***** Supplied data

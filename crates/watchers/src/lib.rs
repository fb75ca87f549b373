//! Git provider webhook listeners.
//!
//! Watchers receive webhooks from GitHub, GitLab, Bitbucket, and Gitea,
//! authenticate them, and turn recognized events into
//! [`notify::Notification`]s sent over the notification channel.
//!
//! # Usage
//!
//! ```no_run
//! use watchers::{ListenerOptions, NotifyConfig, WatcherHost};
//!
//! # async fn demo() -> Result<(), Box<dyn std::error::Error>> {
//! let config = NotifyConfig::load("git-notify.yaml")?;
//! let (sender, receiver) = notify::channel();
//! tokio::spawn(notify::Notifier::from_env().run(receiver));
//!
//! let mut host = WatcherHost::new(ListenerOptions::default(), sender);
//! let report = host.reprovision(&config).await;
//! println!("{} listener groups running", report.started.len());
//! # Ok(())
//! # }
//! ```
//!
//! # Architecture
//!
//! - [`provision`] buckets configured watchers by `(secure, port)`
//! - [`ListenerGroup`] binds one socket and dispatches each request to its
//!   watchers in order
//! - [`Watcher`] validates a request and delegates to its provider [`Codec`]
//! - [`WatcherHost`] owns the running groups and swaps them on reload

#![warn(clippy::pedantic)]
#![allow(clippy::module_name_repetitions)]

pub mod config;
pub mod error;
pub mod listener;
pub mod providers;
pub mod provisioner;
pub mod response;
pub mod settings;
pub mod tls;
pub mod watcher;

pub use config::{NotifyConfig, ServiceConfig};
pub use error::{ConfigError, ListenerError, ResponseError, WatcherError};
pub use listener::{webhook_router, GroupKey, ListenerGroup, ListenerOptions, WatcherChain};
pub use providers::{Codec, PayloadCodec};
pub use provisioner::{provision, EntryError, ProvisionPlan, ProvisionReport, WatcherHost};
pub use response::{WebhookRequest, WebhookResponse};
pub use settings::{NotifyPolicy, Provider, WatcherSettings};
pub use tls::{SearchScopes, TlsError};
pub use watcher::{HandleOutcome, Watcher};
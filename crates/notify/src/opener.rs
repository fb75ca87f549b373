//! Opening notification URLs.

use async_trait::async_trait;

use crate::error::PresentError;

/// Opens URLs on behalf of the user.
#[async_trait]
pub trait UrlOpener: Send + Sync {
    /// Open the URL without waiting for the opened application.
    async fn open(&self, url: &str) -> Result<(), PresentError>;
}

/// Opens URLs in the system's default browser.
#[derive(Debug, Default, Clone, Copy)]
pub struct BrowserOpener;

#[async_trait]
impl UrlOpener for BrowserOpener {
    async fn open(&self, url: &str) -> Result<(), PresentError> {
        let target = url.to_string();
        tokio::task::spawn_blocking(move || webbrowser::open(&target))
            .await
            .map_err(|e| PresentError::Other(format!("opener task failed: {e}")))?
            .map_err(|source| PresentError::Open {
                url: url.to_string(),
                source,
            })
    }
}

**********

§ Task item: Copy exactly, please, the span of lines that begins at the line with "use crate::error::PresentError;" and ends at the last line of the data, both included.

§ Your solution:
use crate::error::PresentError;

/// Opens URLs on behalf of the user.
#[async_trait]
pub trait UrlOpener: Send + Sync {
    /// Open the URL without waiting for the opened application.
    async fn open(&self, url: &str) -> Result<(), PresentError>;
}

/// Opens URLs in the system's default browser.
#[derive(Debug, Default, Clone, Copy)]
pub struct BrowserOpener;

#[async_trait]
impl UrlOpener for BrowserOpener {
    async fn open(&self, url: &str) -> Result<(), PresentError> {
        let target = url.to_string();
        tokio::task::spawn_blocking(move || webbrowser::open(&target))
            .await
            .map_err(|e| PresentError::Other(format!("opener task failed: {e}")))?
            .map_err(|source| PresentError::Open {
                url: url.to_string(),
                source,
            })
    }
}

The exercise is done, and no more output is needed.